■ **Task instructions**
Each record is to be printed again precisely as it reads.

■ **Exercise data**
********************

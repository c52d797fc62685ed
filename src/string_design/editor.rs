//! Editable component string: dense ordered rows plus a side map of pending
//! drafts keyed by row id.
//!
//! Edits follow a two-phase cycle. `stage_draft` only records the patch;
//! `preview` shows the recalculated layout without touching the rows;
//! `commit` runs the recalculation, replaces the rows and clears the drafts.

use super::geometry::to_geometry_segments;
use super::recalculator::{recalculate, RecalcContext};
use super::validation::validate_string;
use crate::types::{ComponentRow, DraftOverride, GeometrySegment, RowId, StringKind};
use serde::{Deserialize, Serialize};
use std::collections::HashMap;
use tracing::{debug, warn};

#[derive(Debug, Clone, Serialize, Deserialize)]
pub struct ComponentString {
    kind: StringKind,
    initial_top: f64,
    rows: Vec<ComponentRow>,
    #[serde(skip)]
    drafts: HashMap<RowId, DraftOverride>,
}

impl ComponentString {
    pub fn new(kind: StringKind, initial_top: f64) -> Self {
        Self::from_rows(kind, initial_top, Vec::new())
    }

    pub fn from_rows(kind: StringKind, initial_top: f64, rows: Vec<ComponentRow>) -> Self {
        Self {
            kind,
            initial_top,
            rows,
            drafts: HashMap::new(),
        }
    }

    pub fn kind(&self) -> StringKind {
        self.kind
    }

    pub fn initial_top(&self) -> f64 {
        self.initial_top
    }

    pub fn rows(&self) -> &[ComponentRow] {
        &self.rows
    }

    pub fn row(&self, id: &RowId) -> Option<&ComponentRow> {
        self.rows.iter().find(|r| &r.id == id)
    }

    pub fn drafts(&self) -> &HashMap<RowId, DraftOverride> {
        &self.drafts
    }

    pub fn has_pending_edits(&self) -> bool {
        !self.drafts.is_empty()
    }

    /// Deepest committed bottom, or the string's starting depth when empty.
    pub fn bottom_depth(&self) -> f64 {
        self.rows.last().map_or(self.initial_top, |r| r.bottom)
    }

    /// Append a blank row hanging from the current bottom.
    pub fn add_row(&mut self, component_type: &str) -> RowId {
        let id = RowId::generate();
        let mut row = ComponentRow::new(id.clone(), component_type);
        row.top = self.bottom_depth();
        row.bottom = row.top;
        debug!(row = %id, kind = %self.kind, "component row added");
        self.rows.push(row);
        id
    }

    /// Remove a row and any draft pending against it.
    pub fn remove_row(&mut self, id: &RowId) -> Option<ComponentRow> {
        let idx = self.rows.iter().position(|r| &r.id == id)?;
        self.drafts.remove(id);
        Some(self.rows.remove(idx))
    }

    /// Record a patch for a row. Unknown ids are ignored.
    pub fn stage_draft(&mut self, id: &RowId, patch: DraftOverride) -> bool {
        if self.row(id).is_none() {
            warn!(row = %id, "draft for unknown component row ignored");
            return false;
        }
        if patch.is_empty() {
            return true;
        }
        self.drafts.entry(id.clone()).or_default().merge(patch);
        true
    }

    pub fn discard_drafts(&mut self) {
        self.drafts.clear();
    }

    pub fn context(&self) -> RecalcContext {
        RecalcContext::new(self.kind)
    }

    /// Layout the rows would have if the pending drafts were committed.
    pub fn preview(&self, ctx: &RecalcContext) -> Vec<ComponentRow> {
        recalculate(&self.rows, self.initial_top, &self.drafts, ctx)
    }

    /// Apply pending drafts with the configured context.
    pub fn commit(&mut self) -> &[ComponentRow] {
        let ctx = self.context();
        self.commit_with(&ctx)
    }

    pub fn commit_with(&mut self, ctx: &RecalcContext) -> &[ComponentRow] {
        self.rows = self.preview(ctx);
        self.drafts.clear();
        debug!(
            kind = %self.kind,
            rows = self.rows.len(),
            bottom = self.bottom_depth(),
            "component string committed"
        );
        &self.rows
    }

    pub fn validate(&self) -> Vec<String> {
        validate_string(&self.rows)
    }

    pub fn geometry(&self) -> Vec<GeometrySegment> {
        to_geometry_segments(&self.rows)
    }
}

#[cfg(test)]
mod tests {
    use super::*;

    fn ctx(kind: StringKind) -> RecalcContext {
        RecalcContext {
            kind,
            average_joint_length: 30.0,
            joint_types: vec!["tubing".to_string()],
        }
    }

    #[test]
    fn test_add_row_hangs_from_bottom() {
        let mut string = ComponentString::new(StringKind::Bha, 100.0);
        let first = string.add_row("collar");
        assert_eq!(string.row(&first).unwrap().top, 100.0);

        string.stage_draft(
            &first,
            DraftOverride {
                length: Some(30.0),
                ..Default::default()
            },
        );
        string.commit_with(&ctx(StringKind::Bha));
        assert_eq!(string.bottom_depth(), 130.0);

        let second = string.add_row("bit");
        assert_eq!(string.row(&second).unwrap().top, 130.0);
        assert_ne!(first, second);
    }

    #[test]
    fn test_preview_does_not_commit() {
        let mut string = ComponentString::new(StringKind::Bha, 0.0);
        let id = string.add_row("collar");
        string.stage_draft(
            &id,
            DraftOverride {
                length: Some(10.0),
                count: Some(3),
                ..Default::default()
            },
        );
        let preview = string.preview(&ctx(StringKind::Bha));
        assert_eq!(preview[0].bottom, 30.0);
        assert_eq!(string.rows()[0].bottom, 0.0);
        assert!(string.has_pending_edits());

        string.commit_with(&ctx(StringKind::Bha));
        assert_eq!(string.rows()[0].bottom, 30.0);
        assert!(!string.has_pending_edits());
    }

    #[test]
    fn test_drafts_merge_until_commit() {
        let mut string = ComponentString::new(StringKind::Casing, 0.0);
        let id = string.add_row("casing");
        string.stage_draft(
            &id,
            DraftOverride {
                length: Some(500.0),
                ..Default::default()
            },
        );
        string.stage_draft(
            &id,
            DraftOverride {
                outer_diameter: Some(9.625),
                ..Default::default()
            },
        );
        let draft = &string.drafts()[&id];
        assert_eq!(draft.length, Some(500.0));
        assert_eq!(draft.outer_diameter, Some(9.625));
    }

    #[test]
    fn test_remove_row_drops_draft() {
        let mut string = ComponentString::new(StringKind::Bha, 0.0);
        let id = string.add_row("collar");
        string.stage_draft(
            &id,
            DraftOverride {
                length: Some(10.0),
                ..Default::default()
            },
        );
        assert!(string.remove_row(&id).is_some());
        assert!(string.rows().is_empty());
        assert!(!string.has_pending_edits());
        assert!(string.remove_row(&id).is_none());
    }

    #[test]
    fn test_discard_keeps_committed_rows() {
        let mut string = ComponentString::new(StringKind::Bha, 0.0);
        let id = string.add_row("collar");
        string.stage_draft(
            &id,
            DraftOverride {
                length: Some(10.0),
                ..Default::default()
            },
        );
        string.discard_drafts();
        assert!(!string.has_pending_edits());
        string.commit_with(&ctx(StringKind::Bha));
        assert_eq!(string.rows()[0].bottom, 0.0);
    }

    #[test]
    fn test_unknown_row_draft_ignored() {
        let mut string = ComponentString::new(StringKind::Bha, 0.0);
        assert!(!string.stage_draft(&RowId::from("ghost"), DraftOverride::default()));
        assert!(!string.has_pending_edits());
    }
}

********************

■ **Solution to this task**
repository c52d797fc62685ed
filename src/string_design/editor.rs
//! Editable component string: dense ordered rows plus a side map of pending
//! drafts keyed by row id.
//!
//! Edits follow a two-phase cycle. `stage_draft` only records the patch;
//! `preview` shows the recalculated layout without touching the rows;
//! `commit` runs the recalculation, replaces the rows and clears the drafts.

use super::geometry::to_geometry_segments;
use super::recalculator::{recalculate, RecalcContext};
use super::validation::validate_string;
use crate::types::{ComponentRow, DraftOverride, GeometrySegment, RowId, StringKind};
use serde::{Deserialize, Serialize};
use std::collections::HashMap;
use tracing::{debug, warn};

#[derive(Debug, Clone, Serialize, Deserialize)]
pub struct ComponentString {
    kind: StringKind,
    initial_top: f64,
    rows: Vec<ComponentRow>,
    #[serde(skip)]
    drafts: HashMap<RowId, DraftOverride>,
}

impl ComponentString {
    pub fn new(kind: StringKind, initial_top: f64) -> Self {
        Self::from_rows(kind, initial_top, Vec::new())
    }

    pub fn from_rows(kind: StringKind, initial_top: f64, rows: Vec<ComponentRow>) -> Self {
        Self {
            kind,
            initial_top,
            rows,
            drafts: HashMap::new(),
        }
    }

    pub fn kind(&self) -> StringKind {
        self.kind
    }

    pub fn initial_top(&self) -> f64 {
        self.initial_top
    }

    pub fn rows(&self) -> &[ComponentRow] {
        &self.rows
    }

    pub fn row(&self, id: &RowId) -> Option<&ComponentRow> {
        self.rows.iter().find(|r| &r.id == id)
    }

    pub fn drafts(&self) -> &HashMap<RowId, DraftOverride> {
        &self.drafts
    }

    pub fn has_pending_edits(&self) -> bool {
        !self.drafts.is_empty()
    }

    /// Deepest committed bottom, or the string's starting depth when empty.
    pub fn bottom_depth(&self) -> f64 {
        self.rows.last().map_or(self.initial_top, |r| r.bottom)
    }

    /// Append a blank row hanging from the current bottom.
    pub fn add_row(&mut self, component_type: &str) -> RowId {
        let id = RowId::generate();
        let mut row = ComponentRow::new(id.clone(), component_type);
        row.top = self.bottom_depth();
        row.bottom = row.top;
        debug!(row = %id, kind = %self.kind, "component row added");
        self.rows.push(row);
        id
    }

    /// Remove a row and any draft pending against it.
    pub fn remove_row(&mut self, id: &RowId) -> Option<ComponentRow> {
        let idx = self.rows.iter().position(|r| &r.id == id)?;
        self.drafts.remove(id);
        Some(self.rows.remove(idx))
    }

    /// Record a patch for a row. Unknown ids are ignored.
    pub fn stage_draft(&mut self, id: &RowId, patch: DraftOverride) -> bool {
        if self.row(id).is_none() {
            warn!(row = %id, "draft for unknown component row ignored");
            return false;
        }
        if patch.is_empty() {
            return true;
        }
        self.drafts.entry(id.clone()).or_default().merge(patch);
        true
    }

    pub fn discard_drafts(&mut self) {
        self.drafts.clear();
    }

    pub fn context(&self) -> RecalcContext {
        RecalcContext::new(self.kind)
    }

    /// Layout the rows would have if the pending drafts were committed.
    pub fn preview(&self, ctx: &RecalcContext) -> Vec<ComponentRow> {
        recalculate(&self.rows, self.initial_top, &self.drafts, ctx)
    }

    /// Apply pending drafts with the configured context.
    pub fn commit(&mut self) -> &[ComponentRow] {
        let ctx = self.context();
        self.commit_with(&ctx)
    }

    pub fn commit_with(&mut self, ctx: &RecalcContext) -> &[ComponentRow] {
        self.rows = self.preview(ctx);
        self.drafts.clear();
        debug!(
            kind = %self.kind,
            rows = self.rows.len(),
            bottom = self.bottom_depth(),
            "component string committed"
        );
        &self.rows
    }

    pub fn validate(&self) -> Vec<String> {
        validate_string(&self.rows)
    }

    pub fn geometry(&self) -> Vec<GeometrySegment> {
        to_geometry_segments(&self.rows)
    }
}

#[cfg(test)]
mod tests {
    use super::*;

    fn ctx(kind: StringKind) -> RecalcContext {
        RecalcContext {
            kind,
            average_joint_length: 30.0,
            joint_types: vec!["tubing".to_string()],
        }
    }

    #[test]
    fn test_add_row_hangs_from_bottom() {
        let mut string = ComponentString::new(StringKind::Bha, 100.0);
        let first = string.add_row("collar");
        assert_eq!(string.row(&first).unwrap().top, 100.0);

        string.stage_draft(
            &first,
            DraftOverride {
                length: Some(30.0),
                ..Default::default()
            },
        );
        string.commit_with(&ctx(StringKind::Bha));
        assert_eq!(string.bottom_depth(), 130.0);

        let second = string.add_row("bit");
        assert_eq!(string.row(&second).unwrap().top, 130.0);
        assert_ne!(first, second);
    }

    #[test]
    fn test_preview_does_not_commit() {
        let mut string = ComponentString::new(StringKind::Bha, 0.0);
        let id = string.add_row("collar");
        string.stage_draft(
            &id,
            DraftOverride {
                length: Some(10.0),
                count: Some(3),
                ..Default::default()
            },
        );
        let preview = string.preview(&ctx(StringKind::Bha));
        assert_eq!(preview[0].bottom, 30.0);
        assert_eq!(string.rows()[0].bottom, 0.0);
        assert!(string.has_pending_edits());

        string.commit_with(&ctx(StringKind::Bha));
        assert_eq!(string.rows()[0].bottom, 30.0);
        assert!(!string.has_pending_edits());
    }

    #[test]
    fn test_drafts_merge_until_commit() {
        let mut string = ComponentString::new(StringKind::Casing, 0.0);
        let id = string.add_row("casing");
        string.stage_draft(
            &id,
            DraftOverride {
                length: Some(500.0),
                ..Default::default()
            },
        );
        string.stage_draft(
            &id,
            DraftOverride {
                outer_diameter: Some(9.625),
                ..Default::default()
            },
        );
        let draft = &string.drafts()[&id];
        assert_eq!(draft.length, Some(500.0));
        assert_eq!(draft.outer_diameter, Some(9.625));
    }

    #[test]
    fn test_remove_row_drops_draft() {
        let mut string = ComponentString::new(StringKind::Bha, 0.0);
        let id = string.add_row("collar");
        string.stage_draft(
            &id,
            DraftOverride {
                length: Some(10.0),
                ..Default::default()
            },
        );
        assert!(string.remove_row(&id).is_some());
        assert!(string.rows().is_empty());
        assert!(!string.has_pending_edits());
        assert!(string.remove_row(&id).is_none());
    }

    #[test]
    fn test_discard_keeps_committed_rows() {
        let mut string = ComponentString::new(StringKind::Bha, 0.0);
        let id = string.add_row("collar");
        string.stage_draft(
            &id,
            DraftOverride {
                length: Some(10.0),
                ..Default::default()
            },
        );
        string.discard_drafts();
        assert!(!string.has_pending_edits());
        string.commit_with(&ctx(StringKind::Bha));
        assert_eq!(string.rows()[0].bottom, 0.0);
    }

    #[test]
    fn test_unknown_row_draft_ignored() {
        let mut string = ComponentString::new(StringKind::Bha, 0.0);
        assert!(!string.stage_draft(&RowId::from("ghost"), DraftOverride::default()));
        assert!(!string.has_pending_edits());
    }
}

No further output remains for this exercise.